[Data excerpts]

===============

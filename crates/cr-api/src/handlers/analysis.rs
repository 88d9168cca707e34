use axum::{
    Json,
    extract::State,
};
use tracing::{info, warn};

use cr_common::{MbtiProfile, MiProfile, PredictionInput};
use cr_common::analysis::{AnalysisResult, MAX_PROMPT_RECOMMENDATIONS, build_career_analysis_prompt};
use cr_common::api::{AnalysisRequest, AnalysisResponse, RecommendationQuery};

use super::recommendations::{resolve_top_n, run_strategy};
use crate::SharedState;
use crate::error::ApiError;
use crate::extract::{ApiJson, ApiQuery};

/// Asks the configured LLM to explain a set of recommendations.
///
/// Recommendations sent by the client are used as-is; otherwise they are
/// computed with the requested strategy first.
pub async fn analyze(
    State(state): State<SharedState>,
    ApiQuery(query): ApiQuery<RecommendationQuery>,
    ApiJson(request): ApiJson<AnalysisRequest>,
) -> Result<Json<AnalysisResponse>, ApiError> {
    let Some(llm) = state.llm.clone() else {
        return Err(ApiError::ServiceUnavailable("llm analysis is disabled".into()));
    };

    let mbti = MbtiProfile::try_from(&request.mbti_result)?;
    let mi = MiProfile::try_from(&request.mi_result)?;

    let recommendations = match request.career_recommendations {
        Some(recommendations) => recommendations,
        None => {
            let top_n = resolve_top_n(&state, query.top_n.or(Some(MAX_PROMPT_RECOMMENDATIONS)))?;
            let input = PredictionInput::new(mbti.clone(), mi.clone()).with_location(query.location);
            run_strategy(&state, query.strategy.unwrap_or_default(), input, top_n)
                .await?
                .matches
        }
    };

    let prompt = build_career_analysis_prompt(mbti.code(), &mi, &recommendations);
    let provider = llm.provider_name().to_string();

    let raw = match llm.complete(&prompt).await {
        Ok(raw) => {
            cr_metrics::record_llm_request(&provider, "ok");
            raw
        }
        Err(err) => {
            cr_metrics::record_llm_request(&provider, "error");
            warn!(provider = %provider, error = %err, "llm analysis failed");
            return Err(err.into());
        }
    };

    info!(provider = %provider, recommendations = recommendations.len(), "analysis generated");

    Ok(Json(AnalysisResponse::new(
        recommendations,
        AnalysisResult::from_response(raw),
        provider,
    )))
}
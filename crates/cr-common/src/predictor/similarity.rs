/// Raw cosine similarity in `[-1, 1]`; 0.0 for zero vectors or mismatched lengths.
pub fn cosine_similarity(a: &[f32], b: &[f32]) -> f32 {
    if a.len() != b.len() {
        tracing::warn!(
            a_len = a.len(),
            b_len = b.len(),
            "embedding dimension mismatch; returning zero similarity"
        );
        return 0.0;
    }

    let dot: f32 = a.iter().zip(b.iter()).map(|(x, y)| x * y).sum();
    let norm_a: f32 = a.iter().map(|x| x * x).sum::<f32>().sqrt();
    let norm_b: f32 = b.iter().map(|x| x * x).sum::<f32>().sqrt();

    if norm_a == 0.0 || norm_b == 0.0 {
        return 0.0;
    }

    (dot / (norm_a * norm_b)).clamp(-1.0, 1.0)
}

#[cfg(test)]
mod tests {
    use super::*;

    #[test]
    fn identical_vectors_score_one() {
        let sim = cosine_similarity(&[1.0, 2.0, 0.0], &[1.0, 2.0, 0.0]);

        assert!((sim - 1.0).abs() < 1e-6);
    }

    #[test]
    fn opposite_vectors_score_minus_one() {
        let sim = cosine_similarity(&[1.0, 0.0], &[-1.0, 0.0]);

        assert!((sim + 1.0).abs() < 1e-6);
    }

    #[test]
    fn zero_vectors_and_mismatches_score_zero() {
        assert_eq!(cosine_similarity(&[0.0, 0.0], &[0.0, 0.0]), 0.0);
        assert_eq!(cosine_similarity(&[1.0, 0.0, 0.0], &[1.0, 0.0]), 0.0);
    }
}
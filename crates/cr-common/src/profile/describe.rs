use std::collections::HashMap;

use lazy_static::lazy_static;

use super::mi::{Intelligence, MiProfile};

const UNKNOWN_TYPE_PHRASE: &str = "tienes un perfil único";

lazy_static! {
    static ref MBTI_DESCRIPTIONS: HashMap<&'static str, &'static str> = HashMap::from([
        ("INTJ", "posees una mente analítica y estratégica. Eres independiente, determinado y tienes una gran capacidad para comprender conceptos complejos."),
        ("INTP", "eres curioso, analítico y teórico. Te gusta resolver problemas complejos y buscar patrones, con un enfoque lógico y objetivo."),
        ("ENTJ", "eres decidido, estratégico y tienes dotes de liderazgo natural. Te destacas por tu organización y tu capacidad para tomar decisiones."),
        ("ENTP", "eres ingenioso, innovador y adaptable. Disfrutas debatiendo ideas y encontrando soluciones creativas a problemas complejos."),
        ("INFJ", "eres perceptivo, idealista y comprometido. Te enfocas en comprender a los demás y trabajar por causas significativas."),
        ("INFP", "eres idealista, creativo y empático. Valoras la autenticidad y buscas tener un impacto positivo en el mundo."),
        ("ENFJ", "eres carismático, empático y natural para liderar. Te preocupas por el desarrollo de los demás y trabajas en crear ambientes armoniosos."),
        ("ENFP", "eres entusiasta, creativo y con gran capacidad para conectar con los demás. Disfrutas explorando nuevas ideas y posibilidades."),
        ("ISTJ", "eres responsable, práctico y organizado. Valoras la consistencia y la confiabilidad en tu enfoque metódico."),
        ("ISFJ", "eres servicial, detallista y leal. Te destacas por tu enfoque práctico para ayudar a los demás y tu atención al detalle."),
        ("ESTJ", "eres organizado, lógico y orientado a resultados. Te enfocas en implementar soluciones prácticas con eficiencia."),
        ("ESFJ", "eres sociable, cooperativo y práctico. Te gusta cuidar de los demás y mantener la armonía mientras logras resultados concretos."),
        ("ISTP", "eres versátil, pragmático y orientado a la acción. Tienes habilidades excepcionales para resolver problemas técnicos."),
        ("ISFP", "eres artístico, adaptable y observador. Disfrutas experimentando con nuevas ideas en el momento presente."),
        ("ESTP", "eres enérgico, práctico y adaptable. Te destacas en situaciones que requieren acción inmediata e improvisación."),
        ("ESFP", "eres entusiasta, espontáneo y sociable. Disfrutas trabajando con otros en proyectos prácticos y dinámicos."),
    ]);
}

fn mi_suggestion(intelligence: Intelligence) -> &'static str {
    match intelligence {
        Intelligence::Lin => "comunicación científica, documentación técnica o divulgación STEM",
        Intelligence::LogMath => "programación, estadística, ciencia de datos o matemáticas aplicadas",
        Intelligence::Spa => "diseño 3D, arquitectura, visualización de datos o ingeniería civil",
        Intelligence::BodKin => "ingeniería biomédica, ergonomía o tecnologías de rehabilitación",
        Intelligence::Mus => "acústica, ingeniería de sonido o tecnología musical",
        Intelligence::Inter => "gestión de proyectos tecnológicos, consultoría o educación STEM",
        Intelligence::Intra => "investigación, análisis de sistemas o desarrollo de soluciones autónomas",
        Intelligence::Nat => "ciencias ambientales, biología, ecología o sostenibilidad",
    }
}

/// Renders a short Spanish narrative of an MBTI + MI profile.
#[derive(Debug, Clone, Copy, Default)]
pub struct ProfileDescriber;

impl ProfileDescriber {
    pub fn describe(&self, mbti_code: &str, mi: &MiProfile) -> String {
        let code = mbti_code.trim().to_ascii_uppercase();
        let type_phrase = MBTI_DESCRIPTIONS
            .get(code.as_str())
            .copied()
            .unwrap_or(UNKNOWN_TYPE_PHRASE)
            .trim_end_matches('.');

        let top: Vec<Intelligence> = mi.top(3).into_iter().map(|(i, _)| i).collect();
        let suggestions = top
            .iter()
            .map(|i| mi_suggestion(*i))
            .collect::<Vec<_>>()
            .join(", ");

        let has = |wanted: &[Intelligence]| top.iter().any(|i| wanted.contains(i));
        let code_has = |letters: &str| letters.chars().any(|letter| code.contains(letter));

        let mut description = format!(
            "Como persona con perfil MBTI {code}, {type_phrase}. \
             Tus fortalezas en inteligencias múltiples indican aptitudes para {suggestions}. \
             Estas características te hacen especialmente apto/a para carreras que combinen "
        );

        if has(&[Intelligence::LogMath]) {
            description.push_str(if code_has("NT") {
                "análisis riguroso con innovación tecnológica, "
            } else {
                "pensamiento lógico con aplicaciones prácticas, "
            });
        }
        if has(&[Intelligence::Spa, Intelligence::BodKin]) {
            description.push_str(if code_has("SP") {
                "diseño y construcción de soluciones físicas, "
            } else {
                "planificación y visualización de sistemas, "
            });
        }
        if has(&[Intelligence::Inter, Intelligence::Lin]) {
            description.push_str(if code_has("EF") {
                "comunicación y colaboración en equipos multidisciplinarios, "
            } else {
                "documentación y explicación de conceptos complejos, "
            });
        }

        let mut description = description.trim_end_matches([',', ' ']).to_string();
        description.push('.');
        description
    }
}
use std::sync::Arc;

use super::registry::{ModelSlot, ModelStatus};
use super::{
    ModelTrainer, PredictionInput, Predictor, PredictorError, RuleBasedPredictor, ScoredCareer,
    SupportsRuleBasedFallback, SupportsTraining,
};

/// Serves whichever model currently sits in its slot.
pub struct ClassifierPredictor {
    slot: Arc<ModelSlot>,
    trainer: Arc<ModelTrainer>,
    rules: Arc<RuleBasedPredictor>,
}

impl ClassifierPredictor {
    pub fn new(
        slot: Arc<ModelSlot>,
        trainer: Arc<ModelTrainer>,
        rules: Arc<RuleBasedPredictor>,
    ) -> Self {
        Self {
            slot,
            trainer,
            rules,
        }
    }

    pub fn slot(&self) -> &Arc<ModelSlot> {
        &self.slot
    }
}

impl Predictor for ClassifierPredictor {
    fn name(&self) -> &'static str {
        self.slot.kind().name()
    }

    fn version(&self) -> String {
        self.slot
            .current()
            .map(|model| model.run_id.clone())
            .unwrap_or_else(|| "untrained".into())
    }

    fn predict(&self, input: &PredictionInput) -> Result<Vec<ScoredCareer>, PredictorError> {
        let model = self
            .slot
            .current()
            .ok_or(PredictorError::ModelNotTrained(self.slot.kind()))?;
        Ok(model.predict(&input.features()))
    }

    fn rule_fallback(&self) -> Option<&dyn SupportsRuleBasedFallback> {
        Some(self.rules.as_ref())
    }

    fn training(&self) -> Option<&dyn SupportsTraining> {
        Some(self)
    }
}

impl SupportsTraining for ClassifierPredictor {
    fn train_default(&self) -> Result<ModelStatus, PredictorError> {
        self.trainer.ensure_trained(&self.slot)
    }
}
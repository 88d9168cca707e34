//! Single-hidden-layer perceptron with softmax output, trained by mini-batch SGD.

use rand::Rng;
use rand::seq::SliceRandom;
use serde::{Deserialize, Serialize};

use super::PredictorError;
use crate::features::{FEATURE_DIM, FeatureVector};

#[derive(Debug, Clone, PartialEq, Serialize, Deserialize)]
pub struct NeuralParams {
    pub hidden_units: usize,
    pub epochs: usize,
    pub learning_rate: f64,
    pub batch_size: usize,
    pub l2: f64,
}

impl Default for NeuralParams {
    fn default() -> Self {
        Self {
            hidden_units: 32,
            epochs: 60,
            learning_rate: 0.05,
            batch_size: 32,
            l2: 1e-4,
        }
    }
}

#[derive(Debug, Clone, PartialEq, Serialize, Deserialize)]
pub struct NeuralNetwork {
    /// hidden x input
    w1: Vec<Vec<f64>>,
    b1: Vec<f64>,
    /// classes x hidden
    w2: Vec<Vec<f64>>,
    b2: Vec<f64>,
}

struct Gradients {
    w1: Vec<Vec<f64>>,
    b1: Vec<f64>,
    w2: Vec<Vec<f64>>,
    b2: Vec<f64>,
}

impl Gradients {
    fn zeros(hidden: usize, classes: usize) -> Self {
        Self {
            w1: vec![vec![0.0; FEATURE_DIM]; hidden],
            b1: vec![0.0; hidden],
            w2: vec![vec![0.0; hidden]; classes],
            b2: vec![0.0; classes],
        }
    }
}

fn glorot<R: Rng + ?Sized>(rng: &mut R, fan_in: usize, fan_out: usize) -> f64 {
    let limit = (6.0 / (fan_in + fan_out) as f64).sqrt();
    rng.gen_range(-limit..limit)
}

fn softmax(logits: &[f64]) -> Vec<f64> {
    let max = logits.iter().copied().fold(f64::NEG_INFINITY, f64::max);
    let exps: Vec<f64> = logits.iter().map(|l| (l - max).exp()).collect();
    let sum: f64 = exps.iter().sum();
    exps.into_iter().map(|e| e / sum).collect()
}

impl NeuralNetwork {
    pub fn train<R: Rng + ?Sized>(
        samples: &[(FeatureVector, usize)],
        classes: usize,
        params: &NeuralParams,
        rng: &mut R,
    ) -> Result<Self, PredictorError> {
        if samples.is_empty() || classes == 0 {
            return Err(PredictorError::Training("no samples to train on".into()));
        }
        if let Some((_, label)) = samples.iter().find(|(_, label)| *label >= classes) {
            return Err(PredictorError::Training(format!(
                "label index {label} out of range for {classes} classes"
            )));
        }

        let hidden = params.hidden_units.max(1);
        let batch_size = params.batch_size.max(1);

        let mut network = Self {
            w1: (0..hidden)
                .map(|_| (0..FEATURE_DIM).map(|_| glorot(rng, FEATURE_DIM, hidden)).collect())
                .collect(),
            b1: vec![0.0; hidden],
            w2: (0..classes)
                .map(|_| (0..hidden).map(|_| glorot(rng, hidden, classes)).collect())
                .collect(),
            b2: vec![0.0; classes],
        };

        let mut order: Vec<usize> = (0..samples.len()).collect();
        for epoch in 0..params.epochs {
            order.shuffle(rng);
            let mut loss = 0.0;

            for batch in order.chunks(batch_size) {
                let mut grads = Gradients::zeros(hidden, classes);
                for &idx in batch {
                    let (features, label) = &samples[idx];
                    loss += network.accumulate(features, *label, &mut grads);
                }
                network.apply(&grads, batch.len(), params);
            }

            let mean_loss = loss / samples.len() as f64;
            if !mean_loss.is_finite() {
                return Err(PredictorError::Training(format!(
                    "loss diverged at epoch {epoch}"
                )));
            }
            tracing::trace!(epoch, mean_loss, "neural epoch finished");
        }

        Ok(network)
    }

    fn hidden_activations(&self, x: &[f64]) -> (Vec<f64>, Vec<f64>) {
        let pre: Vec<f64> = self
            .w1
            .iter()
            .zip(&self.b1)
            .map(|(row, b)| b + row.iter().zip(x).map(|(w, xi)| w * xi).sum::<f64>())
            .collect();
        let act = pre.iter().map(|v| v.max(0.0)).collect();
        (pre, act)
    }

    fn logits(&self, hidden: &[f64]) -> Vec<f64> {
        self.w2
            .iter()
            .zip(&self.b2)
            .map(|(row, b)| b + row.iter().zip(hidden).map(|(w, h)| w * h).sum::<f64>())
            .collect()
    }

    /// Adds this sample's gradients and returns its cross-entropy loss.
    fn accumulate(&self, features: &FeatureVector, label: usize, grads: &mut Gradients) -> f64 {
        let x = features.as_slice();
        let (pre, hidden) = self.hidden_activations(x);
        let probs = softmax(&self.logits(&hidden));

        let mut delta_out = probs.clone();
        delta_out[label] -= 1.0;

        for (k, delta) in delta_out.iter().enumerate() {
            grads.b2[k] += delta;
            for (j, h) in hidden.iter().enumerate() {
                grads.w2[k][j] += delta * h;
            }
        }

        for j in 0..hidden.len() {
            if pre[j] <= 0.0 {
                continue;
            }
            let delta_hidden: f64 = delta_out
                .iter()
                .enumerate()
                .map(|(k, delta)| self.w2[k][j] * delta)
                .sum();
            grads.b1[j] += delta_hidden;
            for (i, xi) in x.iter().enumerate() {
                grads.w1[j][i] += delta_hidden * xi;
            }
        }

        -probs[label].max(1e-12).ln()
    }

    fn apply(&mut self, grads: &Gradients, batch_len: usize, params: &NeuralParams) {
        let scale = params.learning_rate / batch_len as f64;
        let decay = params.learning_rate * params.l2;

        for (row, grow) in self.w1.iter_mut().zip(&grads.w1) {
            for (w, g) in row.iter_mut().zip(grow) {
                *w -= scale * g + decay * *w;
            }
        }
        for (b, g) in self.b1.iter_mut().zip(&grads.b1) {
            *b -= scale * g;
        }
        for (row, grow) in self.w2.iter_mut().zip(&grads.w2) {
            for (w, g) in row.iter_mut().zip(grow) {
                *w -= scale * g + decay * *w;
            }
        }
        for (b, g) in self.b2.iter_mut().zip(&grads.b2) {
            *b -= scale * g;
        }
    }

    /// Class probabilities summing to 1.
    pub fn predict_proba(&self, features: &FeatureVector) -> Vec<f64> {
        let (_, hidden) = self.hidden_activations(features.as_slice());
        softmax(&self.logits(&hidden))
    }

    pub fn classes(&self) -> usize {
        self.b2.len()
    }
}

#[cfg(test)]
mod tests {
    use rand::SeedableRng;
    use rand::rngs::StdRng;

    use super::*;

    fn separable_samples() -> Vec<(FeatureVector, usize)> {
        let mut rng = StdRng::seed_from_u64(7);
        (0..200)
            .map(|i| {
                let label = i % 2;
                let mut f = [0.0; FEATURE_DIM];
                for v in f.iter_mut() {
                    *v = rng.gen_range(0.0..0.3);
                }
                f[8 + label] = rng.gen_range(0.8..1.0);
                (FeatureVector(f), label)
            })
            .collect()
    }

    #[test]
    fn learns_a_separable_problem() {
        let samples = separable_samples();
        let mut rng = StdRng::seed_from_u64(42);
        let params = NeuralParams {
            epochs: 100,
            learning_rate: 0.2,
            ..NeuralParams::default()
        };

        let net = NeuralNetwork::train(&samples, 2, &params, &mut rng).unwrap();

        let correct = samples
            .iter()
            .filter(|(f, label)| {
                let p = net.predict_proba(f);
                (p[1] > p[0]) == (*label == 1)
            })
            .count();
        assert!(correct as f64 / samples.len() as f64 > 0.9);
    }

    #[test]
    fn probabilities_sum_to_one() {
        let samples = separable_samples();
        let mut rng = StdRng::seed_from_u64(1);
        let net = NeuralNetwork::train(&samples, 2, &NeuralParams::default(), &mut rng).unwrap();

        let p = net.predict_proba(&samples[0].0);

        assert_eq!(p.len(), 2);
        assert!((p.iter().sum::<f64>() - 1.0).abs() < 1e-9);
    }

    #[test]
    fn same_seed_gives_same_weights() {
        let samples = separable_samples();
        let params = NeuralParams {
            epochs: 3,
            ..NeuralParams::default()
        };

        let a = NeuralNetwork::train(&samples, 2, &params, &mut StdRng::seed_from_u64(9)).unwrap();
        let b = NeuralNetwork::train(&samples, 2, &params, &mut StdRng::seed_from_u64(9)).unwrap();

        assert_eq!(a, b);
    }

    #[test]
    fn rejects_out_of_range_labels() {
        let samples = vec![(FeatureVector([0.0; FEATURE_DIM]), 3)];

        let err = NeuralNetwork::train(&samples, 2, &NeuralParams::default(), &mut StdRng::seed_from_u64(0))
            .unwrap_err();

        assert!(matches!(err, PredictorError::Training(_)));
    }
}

===============

## YOUR ASSIGNMENT
Please transcribe the data exactly from its first line. End with the line that contains "let Some(llm) = state.llm.clone()".

## TASK RESPONSE
filename crates/cr-api/src/handlers/analysis.rs
repository 88d9168cca707e34
use axum::{
    Json,
    extract::State,
};
use tracing::{info, warn};

use cr_common::{MbtiProfile, MiProfile, PredictionInput};
use cr_common::analysis::{AnalysisResult, MAX_PROMPT_RECOMMENDATIONS, build_career_analysis_prompt};
use cr_common::api::{AnalysisRequest, AnalysisResponse, RecommendationQuery};

use super::recommendations::{resolve_top_n, run_strategy};
use crate::SharedState;
use crate::error::ApiError;
use crate::extract::{ApiJson, ApiQuery};

/// Asks the configured LLM to explain a set of recommendations.
///
/// Recommendations sent by the client are used as-is; otherwise they are
/// computed with the requested strategy first.
pub async fn analyze(
    State(state): State<SharedState>,
    ApiQuery(query): ApiQuery<RecommendationQuery>,
    ApiJson(request): ApiJson<AnalysisRequest>,
) -> Result<Json<AnalysisResponse>, ApiError> {
    let Some(llm) = state.llm.clone() else {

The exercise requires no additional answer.